ABOUT THIS EXERCISE:
From the line with "if let Some(obj)" to the line with "for k in keys", retype every line exactly, including those two, and leave out the rest of the data below.

##### PROVIDED ENTRIES #####

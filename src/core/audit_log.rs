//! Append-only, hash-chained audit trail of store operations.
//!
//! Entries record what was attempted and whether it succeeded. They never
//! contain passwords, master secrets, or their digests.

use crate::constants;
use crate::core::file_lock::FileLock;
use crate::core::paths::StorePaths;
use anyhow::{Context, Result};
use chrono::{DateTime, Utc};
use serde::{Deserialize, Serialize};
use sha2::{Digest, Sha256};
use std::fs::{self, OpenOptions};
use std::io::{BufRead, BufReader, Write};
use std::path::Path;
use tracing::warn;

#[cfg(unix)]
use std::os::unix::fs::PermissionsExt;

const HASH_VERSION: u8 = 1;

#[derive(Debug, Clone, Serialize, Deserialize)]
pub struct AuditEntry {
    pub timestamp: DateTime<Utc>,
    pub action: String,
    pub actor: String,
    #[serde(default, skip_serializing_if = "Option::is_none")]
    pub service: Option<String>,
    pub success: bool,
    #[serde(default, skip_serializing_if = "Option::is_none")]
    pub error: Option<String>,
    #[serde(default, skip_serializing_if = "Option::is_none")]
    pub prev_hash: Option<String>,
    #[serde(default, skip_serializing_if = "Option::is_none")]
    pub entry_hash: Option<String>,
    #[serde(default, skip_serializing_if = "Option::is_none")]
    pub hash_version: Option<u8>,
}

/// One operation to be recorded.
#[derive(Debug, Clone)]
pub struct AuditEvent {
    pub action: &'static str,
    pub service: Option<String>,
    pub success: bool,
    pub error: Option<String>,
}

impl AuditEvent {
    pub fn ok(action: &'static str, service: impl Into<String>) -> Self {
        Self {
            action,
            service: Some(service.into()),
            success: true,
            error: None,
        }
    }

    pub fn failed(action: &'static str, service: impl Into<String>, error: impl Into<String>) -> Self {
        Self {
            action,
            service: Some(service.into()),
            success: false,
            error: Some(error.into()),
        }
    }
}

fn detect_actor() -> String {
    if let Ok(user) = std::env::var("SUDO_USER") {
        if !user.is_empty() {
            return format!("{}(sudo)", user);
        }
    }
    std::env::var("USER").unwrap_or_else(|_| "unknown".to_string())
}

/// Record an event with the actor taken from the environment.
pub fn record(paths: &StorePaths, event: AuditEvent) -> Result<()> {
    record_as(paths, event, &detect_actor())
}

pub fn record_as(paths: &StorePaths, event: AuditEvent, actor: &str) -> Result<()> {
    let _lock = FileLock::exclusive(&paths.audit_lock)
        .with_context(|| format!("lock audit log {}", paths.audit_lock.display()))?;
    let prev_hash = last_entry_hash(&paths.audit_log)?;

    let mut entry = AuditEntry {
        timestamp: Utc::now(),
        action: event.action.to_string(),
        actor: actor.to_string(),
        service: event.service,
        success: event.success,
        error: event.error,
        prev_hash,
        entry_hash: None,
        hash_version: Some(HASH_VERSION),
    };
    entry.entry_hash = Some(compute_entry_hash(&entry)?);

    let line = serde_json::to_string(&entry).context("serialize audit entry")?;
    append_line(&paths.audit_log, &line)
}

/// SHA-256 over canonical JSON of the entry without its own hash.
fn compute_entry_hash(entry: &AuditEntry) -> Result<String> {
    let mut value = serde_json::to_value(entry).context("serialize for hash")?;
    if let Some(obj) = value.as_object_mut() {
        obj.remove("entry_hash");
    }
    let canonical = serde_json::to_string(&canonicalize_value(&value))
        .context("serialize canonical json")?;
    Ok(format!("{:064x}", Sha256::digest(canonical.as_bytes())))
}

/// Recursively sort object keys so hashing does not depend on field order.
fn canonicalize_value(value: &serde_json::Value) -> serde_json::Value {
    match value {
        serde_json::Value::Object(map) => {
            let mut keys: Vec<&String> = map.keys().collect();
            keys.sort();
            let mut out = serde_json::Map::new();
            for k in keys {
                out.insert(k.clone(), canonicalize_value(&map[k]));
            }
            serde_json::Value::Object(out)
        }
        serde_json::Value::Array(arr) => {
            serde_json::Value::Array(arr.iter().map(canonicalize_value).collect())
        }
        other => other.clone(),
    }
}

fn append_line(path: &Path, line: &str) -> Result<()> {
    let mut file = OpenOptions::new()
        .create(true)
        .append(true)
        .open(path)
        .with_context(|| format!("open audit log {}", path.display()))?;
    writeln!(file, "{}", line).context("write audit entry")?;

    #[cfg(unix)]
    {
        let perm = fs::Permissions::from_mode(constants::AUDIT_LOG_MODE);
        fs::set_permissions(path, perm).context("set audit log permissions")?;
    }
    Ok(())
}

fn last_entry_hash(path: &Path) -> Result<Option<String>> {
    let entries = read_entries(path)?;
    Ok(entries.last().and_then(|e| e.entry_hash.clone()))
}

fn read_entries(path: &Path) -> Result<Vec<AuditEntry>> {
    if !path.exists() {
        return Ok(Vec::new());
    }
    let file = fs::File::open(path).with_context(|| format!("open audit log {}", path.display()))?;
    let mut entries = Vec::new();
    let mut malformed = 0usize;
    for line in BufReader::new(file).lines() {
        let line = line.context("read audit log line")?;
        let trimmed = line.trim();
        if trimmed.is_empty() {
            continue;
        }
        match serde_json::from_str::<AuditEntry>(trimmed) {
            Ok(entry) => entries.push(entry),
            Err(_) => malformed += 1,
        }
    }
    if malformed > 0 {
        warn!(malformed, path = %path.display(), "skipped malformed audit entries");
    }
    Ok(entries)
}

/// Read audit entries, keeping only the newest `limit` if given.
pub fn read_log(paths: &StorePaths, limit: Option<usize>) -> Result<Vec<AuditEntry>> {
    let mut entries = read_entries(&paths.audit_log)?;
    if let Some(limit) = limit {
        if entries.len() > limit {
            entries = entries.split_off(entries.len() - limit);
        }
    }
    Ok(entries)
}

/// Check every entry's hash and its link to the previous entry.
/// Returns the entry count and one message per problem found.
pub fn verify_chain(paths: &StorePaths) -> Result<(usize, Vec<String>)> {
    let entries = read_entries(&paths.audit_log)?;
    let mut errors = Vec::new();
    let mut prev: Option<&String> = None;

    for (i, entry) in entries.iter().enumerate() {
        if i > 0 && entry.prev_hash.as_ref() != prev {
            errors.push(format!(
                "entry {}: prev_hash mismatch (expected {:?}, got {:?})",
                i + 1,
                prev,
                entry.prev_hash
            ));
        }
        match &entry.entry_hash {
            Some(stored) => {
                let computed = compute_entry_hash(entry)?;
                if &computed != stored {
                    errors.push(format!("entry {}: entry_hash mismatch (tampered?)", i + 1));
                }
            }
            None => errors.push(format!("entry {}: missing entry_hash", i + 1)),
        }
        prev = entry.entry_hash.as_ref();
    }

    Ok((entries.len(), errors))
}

#####
##### PROVIDED ENTRIES #####

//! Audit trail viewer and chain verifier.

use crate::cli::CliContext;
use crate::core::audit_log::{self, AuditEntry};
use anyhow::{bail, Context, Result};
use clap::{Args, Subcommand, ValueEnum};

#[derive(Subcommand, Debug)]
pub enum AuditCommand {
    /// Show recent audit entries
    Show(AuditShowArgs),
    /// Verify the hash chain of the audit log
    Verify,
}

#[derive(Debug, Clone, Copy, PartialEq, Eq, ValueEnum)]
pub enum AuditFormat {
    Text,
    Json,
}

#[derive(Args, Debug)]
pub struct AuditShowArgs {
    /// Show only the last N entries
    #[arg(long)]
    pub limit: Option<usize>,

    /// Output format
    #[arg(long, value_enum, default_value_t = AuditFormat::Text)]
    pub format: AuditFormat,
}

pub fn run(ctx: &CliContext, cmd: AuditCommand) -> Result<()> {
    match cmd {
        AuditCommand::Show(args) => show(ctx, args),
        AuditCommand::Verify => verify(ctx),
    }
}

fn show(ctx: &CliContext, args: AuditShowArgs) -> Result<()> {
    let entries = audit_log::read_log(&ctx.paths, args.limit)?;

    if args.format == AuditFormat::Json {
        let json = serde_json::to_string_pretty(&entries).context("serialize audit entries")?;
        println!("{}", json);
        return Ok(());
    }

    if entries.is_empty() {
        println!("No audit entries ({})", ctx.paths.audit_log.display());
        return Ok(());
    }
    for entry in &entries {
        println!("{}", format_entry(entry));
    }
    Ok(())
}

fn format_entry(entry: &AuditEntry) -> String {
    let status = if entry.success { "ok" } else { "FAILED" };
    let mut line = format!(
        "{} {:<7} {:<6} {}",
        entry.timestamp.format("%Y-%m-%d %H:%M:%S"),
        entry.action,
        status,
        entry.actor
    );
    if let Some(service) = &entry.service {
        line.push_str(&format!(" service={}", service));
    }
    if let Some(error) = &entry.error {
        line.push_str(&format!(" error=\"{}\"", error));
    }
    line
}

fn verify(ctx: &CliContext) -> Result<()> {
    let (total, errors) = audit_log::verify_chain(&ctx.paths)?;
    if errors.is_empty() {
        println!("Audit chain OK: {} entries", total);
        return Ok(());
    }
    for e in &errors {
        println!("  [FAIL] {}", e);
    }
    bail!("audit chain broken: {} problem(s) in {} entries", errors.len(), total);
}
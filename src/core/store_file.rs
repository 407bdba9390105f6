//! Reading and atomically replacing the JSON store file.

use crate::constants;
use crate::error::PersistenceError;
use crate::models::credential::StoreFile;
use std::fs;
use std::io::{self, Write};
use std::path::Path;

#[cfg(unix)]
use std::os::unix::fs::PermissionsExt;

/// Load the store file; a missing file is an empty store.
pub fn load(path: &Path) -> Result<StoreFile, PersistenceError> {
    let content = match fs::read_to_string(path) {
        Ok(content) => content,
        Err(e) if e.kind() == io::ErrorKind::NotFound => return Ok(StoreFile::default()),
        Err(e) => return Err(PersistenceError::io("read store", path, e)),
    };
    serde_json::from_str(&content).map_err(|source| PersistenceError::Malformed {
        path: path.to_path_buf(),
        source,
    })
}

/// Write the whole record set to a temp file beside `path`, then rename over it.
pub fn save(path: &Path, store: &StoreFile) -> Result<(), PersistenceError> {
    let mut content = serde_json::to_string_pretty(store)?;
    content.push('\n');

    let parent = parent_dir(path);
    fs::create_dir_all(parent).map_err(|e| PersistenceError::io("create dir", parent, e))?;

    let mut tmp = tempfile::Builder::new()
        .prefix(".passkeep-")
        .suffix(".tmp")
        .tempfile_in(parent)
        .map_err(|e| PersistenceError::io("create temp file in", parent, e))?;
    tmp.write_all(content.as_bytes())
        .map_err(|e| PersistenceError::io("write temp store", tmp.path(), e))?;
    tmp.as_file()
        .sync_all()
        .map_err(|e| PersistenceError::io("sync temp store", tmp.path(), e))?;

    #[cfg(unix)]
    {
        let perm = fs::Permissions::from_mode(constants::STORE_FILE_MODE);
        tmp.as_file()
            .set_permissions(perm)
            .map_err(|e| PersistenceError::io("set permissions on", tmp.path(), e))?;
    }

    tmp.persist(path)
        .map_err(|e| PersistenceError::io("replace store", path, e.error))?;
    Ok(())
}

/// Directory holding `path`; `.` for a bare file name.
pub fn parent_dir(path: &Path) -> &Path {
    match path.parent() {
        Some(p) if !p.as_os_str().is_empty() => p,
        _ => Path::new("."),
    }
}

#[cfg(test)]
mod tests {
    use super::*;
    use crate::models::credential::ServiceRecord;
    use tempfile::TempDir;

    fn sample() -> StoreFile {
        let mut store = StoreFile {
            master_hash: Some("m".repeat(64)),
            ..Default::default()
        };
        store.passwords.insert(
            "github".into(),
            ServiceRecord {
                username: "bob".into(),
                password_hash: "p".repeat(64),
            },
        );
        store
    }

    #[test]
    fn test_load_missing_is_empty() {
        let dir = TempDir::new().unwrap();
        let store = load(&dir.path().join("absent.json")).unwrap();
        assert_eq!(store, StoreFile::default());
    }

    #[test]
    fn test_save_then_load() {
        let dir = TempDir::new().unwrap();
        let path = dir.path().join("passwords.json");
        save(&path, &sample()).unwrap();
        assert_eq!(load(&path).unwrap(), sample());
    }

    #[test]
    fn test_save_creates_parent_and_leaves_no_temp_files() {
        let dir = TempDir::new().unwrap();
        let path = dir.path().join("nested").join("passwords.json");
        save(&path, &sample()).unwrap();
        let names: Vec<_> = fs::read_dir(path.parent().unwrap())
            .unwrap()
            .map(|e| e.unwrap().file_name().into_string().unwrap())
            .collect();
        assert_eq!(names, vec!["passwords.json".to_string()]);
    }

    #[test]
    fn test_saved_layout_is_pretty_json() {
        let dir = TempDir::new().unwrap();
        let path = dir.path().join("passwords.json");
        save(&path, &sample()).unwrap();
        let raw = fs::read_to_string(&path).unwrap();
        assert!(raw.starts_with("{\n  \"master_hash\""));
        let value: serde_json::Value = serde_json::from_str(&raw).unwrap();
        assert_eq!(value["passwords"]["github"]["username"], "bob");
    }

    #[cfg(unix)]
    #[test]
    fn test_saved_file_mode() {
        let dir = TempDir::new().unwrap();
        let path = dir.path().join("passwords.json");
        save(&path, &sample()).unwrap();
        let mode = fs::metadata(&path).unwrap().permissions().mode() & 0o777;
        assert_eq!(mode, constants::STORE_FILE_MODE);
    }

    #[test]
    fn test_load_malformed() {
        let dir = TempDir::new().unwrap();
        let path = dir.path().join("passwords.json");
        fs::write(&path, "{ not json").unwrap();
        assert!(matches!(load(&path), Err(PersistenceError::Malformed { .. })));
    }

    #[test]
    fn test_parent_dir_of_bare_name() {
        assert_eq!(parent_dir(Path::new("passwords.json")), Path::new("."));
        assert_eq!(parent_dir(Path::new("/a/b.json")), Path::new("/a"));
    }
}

#####

TASK OUTPUT:
    if let Some(obj) = value.as_object_mut() {
        obj.remove("entry_hash");
    }
    let canonical = serde_json::to_string(&canonicalize_value(&value))
        .context("serialize canonical json")?;
    Ok(format!("{:064x}", Sha256::digest(canonical.as_bytes())))
}

/// Recursively sort object keys so hashing does not depend on field order.
fn canonicalize_value(value: &serde_json::Value) -> serde_json::Value {
    match value {
        serde_json::Value::Object(map) => {
            let mut keys: Vec<&String> = map.keys().collect();
            keys.sort();
            let mut out = serde_json::Map::new();
            for k in keys {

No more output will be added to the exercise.